En fait, si je passe rapidement sur la manière d'acheter du logiciel, il y a eu tout un moment dont se souviennent les DSI. Le premier moment ils s'en souviennent avec terreur, c'est ce qu'ils appellent le moment du spécifique où chacun est dans son coin, il n'y a pas de réseau, il n'y a pas de progiciel, on réinvente la roue, on prend des ingénieurs en régie et puis on fait notre informatique. Catastrophique ! Séparés les uns des autres. Arrivent des éditeurs de progiciels qui vont nous dire « mais c'est formidable, on va faire le boulot à votre place, on va répondre à vos besoins, pour vous, c'est une mutualisation par l'offre, on va vous vendre des choses qu'il n'y aura plus qu'à paramétrer pour les adapter à vos besoins spécifiques. Vos besoins sont spécifiques, mais les logiciels sont génériques, ce sont des progiciels. » Ça c'est formidable jusqu'au moment où, phénomène de vendeur locking, dans des niches, on est pieds et poings liés à des vendeurs, à des marchands. On a beau être un club d'utilisateurs, on peut simplement pleurer ensemble en implorant l'éditeur de corriger les bugs et de ne pas trop en rajouter dans la version suivante. Bref le cœur des pleureuses, c'est ce qu'on appelle un club d'utilisateurs.

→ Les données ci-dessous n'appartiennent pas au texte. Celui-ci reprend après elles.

use apeye_lib::model::{CreateCollectionInput, CreateEnvironmentInput, UpdateEnvironmentInput};
use apeye_lib::{ApiClient, ApiError, HistoryFilter, HttpMethod, StatusFilter};
use serde_json::json;
use std::collections::HashMap;
use wiremock::matchers::{body_partial_json, header, method, path, query_param};
use wiremock::{Mock, MockServer, ResponseTemplate};

#[tokio::test]
async fn test_list_collections_with_session_cookie() {
    let mock_server = MockServer::start().await;
    Mock::given(method("GET"))
        .and(path("/collections"))
        .and(header("cookie", "session=abc"))
        .respond_with(ResponseTemplate::new(200).set_body_json(json!([
            {
                "id": "c1",
                "workspace_id": "w1",
                "name": "Users API",
                "requests": [{
                    "id": "r1",
                    "collection_id": "c1",
                    "name": "List users",
                    "method": "GET",
                    "url": "{{base}}/users",
                    "headers": {"Accept": "application/json"}
                }]
            }
        ])))
        .expect(1)
        .mount(&mock_server)
        .await;

    let client = ApiClient::new(mock_server.uri()).with_cookie("session=abc");
    let collections = client.list_collections().await.unwrap();

    assert_eq!(collections.len(), 1);
    assert_eq!(collections[0].name, "Users API");
    assert_eq!(collections[0].requests[0].method, HttpMethod::GET);
}

#[tokio::test]
async fn test_create_collection_and_environment() {
    let mock_server = MockServer::start().await;
    Mock::given(method("POST"))
        .and(path("/collections"))
        .and(body_partial_json(json!({"workspace_id": "w1", "name": "Billing"})))
        .respond_with(ResponseTemplate::new(201).set_body_json(json!({
            "id": "c2", "workspace_id": "w1", "name": "Billing"
        })))
        .mount(&mock_server)
        .await;
    Mock::given(method("PUT"))
        .and(path("/environments/e1"))
        .and(body_partial_json(json!({"variables": {"token": "t2"}})))
        .respond_with(ResponseTemplate::new(200).set_body_json(json!({
            "id": "e1", "workspace_id": "w1", "name": "dev", "variables": {"token": "t2"}
        })))
        .mount(&mock_server)
        .await;
    Mock::given(method("POST"))
        .and(path("/environments"))
        .and(body_partial_json(json!({"name": "dev"})))
        .respond_with(ResponseTemplate::new(201).set_body_json(json!({
            "id": "e1", "workspace_id": "w1", "name": "dev", "variables": {"token": "t1"}
        })))
        .mount(&mock_server)
        .await;

    let client = ApiClient::new(format!("{}/", mock_server.uri()));

    let collection = client
        .create_collection(&CreateCollectionInput {
            workspace_id: "w1".into(),
            name: "Billing".into(),
            description: None,
        })
        .await
        .unwrap();
    assert_eq!(collection.id, "c2");

    let env = client
        .create_environment(&CreateEnvironmentInput {
            workspace_id: None,
            name: "dev".into(),
            variables: HashMap::from([("token".to_string(), "t1".to_string())]),
        })
        .await
        .unwrap();
    assert_eq!(env.variables["token"], "t1");

    let env = client
        .update_environment(
            "e1",
            &UpdateEnvironmentInput {
                name: None,
                variables: Some(HashMap::from([("token".to_string(), "t2".to_string())])),
            },
        )
        .await
        .unwrap();
    assert_eq!(env.variables["token"], "t2");
}

#[tokio::test]
async fn test_history_list_and_filter() {
    let mock_server = MockServer::start().await;
    Mock::given(method("GET"))
        .and(path("/history"))
        .and(query_param("limit", "50"))
        .respond_with(ResponseTemplate::new(200).set_body_json(json!([
            {"id": "h1", "method": "GET", "url": "https://api.example.com/users", "statusCode": 200, "responseTime": 40},
            {"id": "h2", "method": "POST", "url": "https://api.example.com/users", "statusCode": 422, "responseTime": 51},
            {"id": "h3", "method": "GET", "url": "http://localhost:3000/health", "statusCode": 500, "responseTime": 3}
        ])))
        .mount(&mock_server)
        .await;
    Mock::given(method("DELETE"))
        .and(path("/history"))
        .respond_with(ResponseTemplate::new(204))
        .expect(1)
        .mount(&mock_server)
        .await;

    let client = ApiClient::new(mock_server.uri());
    let entries = client
        .list_history(apeye_lib::client::api::DEFAULT_HISTORY_LIMIT)
        .await
        .unwrap();
    assert_eq!(entries.len(), 3);

    let filter = HistoryFilter {
        method: Some(HttpMethod::GET),
        status: StatusFilter::Error,
        search_query: String::new(),
    };
    let ids: Vec<_> = filter.apply(&entries).iter().map(|e| e.id.as_str()).collect();
    assert_eq!(ids, vec!["h3"]);

    client.clear_history().await.unwrap();
}

#[tokio::test]
async fn test_error_mapping() {
    let mock_server = MockServer::start().await;
    Mock::given(method("GET"))
        .and(path("/environments"))
        .respond_with(ResponseTemplate::new(401))
        .mount(&mock_server)
        .await;
    Mock::given(method("DELETE"))
        .and(path("/collections/missing"))
        .respond_with(ResponseTemplate::new(404).set_body_json(json!({"error": "collection not found"})))
        .mount(&mock_server)
        .await;
    Mock::given(method("GET"))
        .and(path("/collections/c1"))
        .respond_with(ResponseTemplate::new(200).set_body_string("<html>"))
        .mount(&mock_server)
        .await;

    let client = ApiClient::new(mock_server.uri());

    assert_eq!(client.list_environments().await.unwrap_err(), ApiError::Unauthorized);
    assert_eq!(
        client.delete_collection("missing").await.unwrap_err(),
        ApiError::Status {
            status: 404,
            message: "collection not found".into()
        }
    );
    assert!(matches!(
        client.get_collection("c1").await.unwrap_err(),
        ApiError::Decode(_)
    ));
}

Et puis le troisième moment, c'est celui dans lequel nous rentrons. C'est une inversion : la mutualisation par la demande. Hes clients se parlent et se disent mais après tout, c'est nous qui payons ! On pourrait décider. Pourquoi l'éditeur décide t-il des fonctionnalités et de nos besoins ? On pourrait donc très bien devenir l'éditeur et le payer comme un informaticien. Lui il code, nous, nous connaissons nos métiers.

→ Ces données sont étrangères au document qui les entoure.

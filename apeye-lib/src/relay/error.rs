use axum::{
    http::StatusCode,
    response::{IntoResponse, Response},
    Json,
};
use serde_json::json;
use std::fmt;

/// Relay failure reported to the caller as `{"error": ...}`.
#[derive(Debug, Clone, PartialEq, Eq)]
pub struct RelayError {
    pub status: StatusCode,
    pub message: &'static str,
}

impl RelayError {
    pub fn proxy_failed() -> Self {
        Self {
            status: StatusCode::INTERNAL_SERVER_ERROR,
            message: "Failed to proxy request",
        }
    }

    pub fn history_failed() -> Self {
        Self {
            status: StatusCode::INTERNAL_SERVER_ERROR,
            message: "Failed to save history",
        }
    }
}

impl fmt::Display for RelayError {
    fn fmt(&self, f: &mut fmt::Formatter<'_>) -> fmt::Result {
        write!(f, "{} ({})", self.message, self.status)
    }
}

impl std::error::Error for RelayError {}

impl IntoResponse for RelayError {
    fn into_response(self) -> Response {
        (self.status, Json(json!({ "error": self.message }))).into_response()
    }
}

On inverse la charge et ce qui se passe avec le libre c'est simplement la révolte du club d'utilisateurs, du moins sur le segment de métiers.

21'06

Alors je vais essayer de vous raconter l'histoire telle que je la vois. Et au passage on verra trois communautés se dégager.

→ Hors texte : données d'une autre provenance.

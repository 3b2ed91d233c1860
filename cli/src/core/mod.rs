pub mod error;
pub mod exit_code;
pub mod formatter;
pub mod logger;
pub mod store;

À la fin du siècle dernier, alors le modèle que j'utilise c'est ce que j’appelle la métastabilité diachronique, à travers le temps, on comprend les phénomènes, en regardant comment ils se sont passés. Ce n'est pas en prenant une photo des modèles économiques aujourd'hui qu'on comprend. On ne comprend rien quand on prend une photo du présent. Il faut regarder à travers le temps. Et puis métastabilité, les physiciens connaissent ça, c'est un état stable dont on peut sortir. Ceux qui ont joué aux billes, savent que on peut sortir une bille d'un trou. Là la bille est dans le trou du Free software à la fin du siècle dernier. Et le Free software est vanté par des gens barbus, chevelus, avec des chemises à fleur et des sandales. Je suis 6 mois par an barbu, je vous rassure ! Et c'est très compliqué d'expliquer à une entreprise qu'elle a un intérêt à faire rentrer des gens qui jouent du pipeau pour leur expliquer ce que c'est que l'informatique. Très très compliqué ! Alors Eric Raymond se dit « il va falloir remplacer l'idéologie par l’intérêt ». Et avec quelques-uns ils vont essayer de substituer à Free software un nouveau mot, open source.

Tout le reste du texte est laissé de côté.